[[ Dataset records, beginning ]]

use std::sync::Arc;

use persistence::db::{DatabaseConfig, DbContextFactory};
use poem_openapi::OpenApiService;

use crate::api::Controllers;
use crate::setup::dependency_injection::wire_controllers;
use crate::setup::pipeline::DISPATCH_PREFIX;

#[derive(Debug, Clone, PartialEq, Eq, thiserror::Error)]
pub enum ContainerBuildError {
    #[error("container.duplicate_registration: {0}")]
    DuplicateRegistration(&'static str),
    #[error("container.missing_dependency: {service} requires {requires}")]
    MissingDependency {
        service: &'static str,
        requires: &'static str,
    },
    #[error("container.missing_service: {0}")]
    MissingService(&'static str),
    #[error("container.pipeline_already_assembled")]
    PipelineAlreadyAssembled,
}

#[derive(Debug, Clone, Copy, PartialEq, Eq)]
pub enum Capability {
    Controllers,
    EndpointMetadata,
    ApiSchemaGenerator,
    DbContext,
}

impl Capability {
    pub fn as_str(&self) -> &'static str {
        match self {
            Capability::Controllers => "controllers",
            Capability::EndpointMetadata => "endpoint_metadata",
            Capability::ApiSchemaGenerator => "api_schema_generator",
            Capability::DbContext => "db_context",
        }
    }
}

/// Title and version published in the generated API document.
#[derive(Debug, Clone, PartialEq, Eq)]
pub struct ApiInfo {
    pub title: String,
    pub version: String,
}

impl ApiInfo {
    pub fn new(title: impl Into<String>, version: impl Into<String>) -> Self {
        Self {
            title: title.into(),
            version: version.into(),
        }
    }
}

impl Default for ApiInfo {
    fn default() -> Self {
        Self::new(env!("CARGO_PKG_NAME"), env!("CARGO_PKG_VERSION"))
    }
}

enum Registration {
    Controllers,
    EndpointMetadata,
    ApiSchemaGenerator(ApiInfo),
    DbContext(DatabaseConfig),
}

impl Registration {
    fn capability(&self) -> Capability {
        match self {
            Registration::Controllers => Capability::Controllers,
            Registration::EndpointMetadata => Capability::EndpointMetadata,
            Registration::ApiSchemaGenerator(_) => Capability::ApiSchemaGenerator,
            Registration::DbContext(_) => Capability::DbContext,
        }
    }
}

/// Mutable set of service registrations, frozen by [`ServiceRegistry::build`].
#[derive(Default)]
pub struct ServiceRegistry {
    registrations: Vec<Registration>,
}

impl ServiceRegistry {
    pub fn new() -> Self {
        Self::default()
    }

    /// Controller hosting and dispatch.
    pub fn add_controllers(&mut self) -> &mut Self {
        self.registrations.push(Registration::Controllers);
        self
    }

    /// Endpoint metadata the schema generator introspects.
    pub fn add_endpoints_api_explorer(&mut self) -> &mut Self {
        self.registrations.push(Registration::EndpointMetadata);
        self
    }

    pub fn add_api_schema_generator(&mut self, info: ApiInfo) -> &mut Self {
        self.registrations.push(Registration::ApiSchemaGenerator(info));
        self
    }

    pub fn add_db_context(&mut self, config: DatabaseConfig) -> &mut Self {
        self.registrations.push(Registration::DbContext(config));
        self
    }

    /// Registered capabilities in registration order.
    pub fn capabilities(&self) -> Vec<Capability> {
        self.registrations
            .iter()
            .map(Registration::capability)
            .collect()
    }

    /// Freezes the registry into a container.
    ///
    /// Consumes the registry, so a registry can be built at most once. The
    /// database pool is created lazily and must be built inside a tokio
    /// runtime.
    pub fn build(self) -> Result<DependencyContainer, ContainerBuildError> {
        let mut controllers = false;
        let mut endpoint_metadata = false;
        let mut api_info = None;
        let mut database = None;

        for registration in self.registrations {
            let capability = registration.capability();
            let duplicate = match registration {
                Registration::Controllers => std::mem::replace(&mut controllers, true),
                Registration::EndpointMetadata => std::mem::replace(&mut endpoint_metadata, true),
                Registration::ApiSchemaGenerator(info) => api_info.replace(info).is_some(),
                Registration::DbContext(config) => database.replace(config).is_some(),
            };
            if duplicate {
                return Err(ContainerBuildError::DuplicateRegistration(
                    capability.as_str(),
                ));
            }
        }

        if api_info.is_some() && !endpoint_metadata {
            return Err(ContainerBuildError::MissingDependency {
                service: Capability::ApiSchemaGenerator.as_str(),
                requires: Capability::EndpointMetadata.as_str(),
            });
        }
        if controllers && database.is_none() {
            return Err(ContainerBuildError::MissingDependency {
                service: Capability::Controllers.as_str(),
                requires: Capability::DbContext.as_str(),
            });
        }

        let db_context = database
            .as_ref()
            .map(|config| Arc::new(DbContextFactory::new(config)));

        let api_service = match (&db_context, controllers) {
            (Some(db_context), true) => {
                let info = api_info.clone().unwrap_or_default();
                Some(
                    OpenApiService::new(
                        wire_controllers(db_context.clone()),
                        info.title,
                        info.version,
                    )
                    .server(DISPATCH_PREFIX),
                )
            }
            _ => None,
        };

        tracing::info!(
            controllers,
            endpoint_metadata,
            api_schema_generator = api_info.is_some(),
            db_context = db_context.is_some(),
            "Service container built"
        );

        Ok(DependencyContainer {
            api_service,
            endpoint_metadata,
            api_schema_generator: api_info.is_some(),
            db_context,
        })
    }
}

/// Immutable result of [`ServiceRegistry::build`].
pub struct DependencyContainer {
    api_service: Option<OpenApiService<Controllers, ()>>,
    endpoint_metadata: bool,
    api_schema_generator: bool,
    db_context: Option<Arc<DbContextFactory>>,
}

impl DependencyContainer {
    pub fn has(&self, capability: Capability) -> bool {
        match capability {
            Capability::Controllers => self.api_service.is_some(),
            Capability::EndpointMetadata => self.endpoint_metadata,
            Capability::ApiSchemaGenerator => self.api_schema_generator,
            Capability::DbContext => self.db_context.is_some(),
        }
    }

    pub fn db_context(&self) -> Option<Arc<DbContextFactory>> {
        self.db_context.clone()
    }

    pub(crate) fn into_api_service(self) -> Option<OpenApiService<Controllers, ()>> {
        self.api_service
    }
}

[[ Dataset records, end ]]

Scan the records above for the word "match". Copy each line that has it.

Expected output =>
        match self {
        match self {
            let duplicate = match registration {
        let api_service = match (&db_context, controllers) {
        match capability {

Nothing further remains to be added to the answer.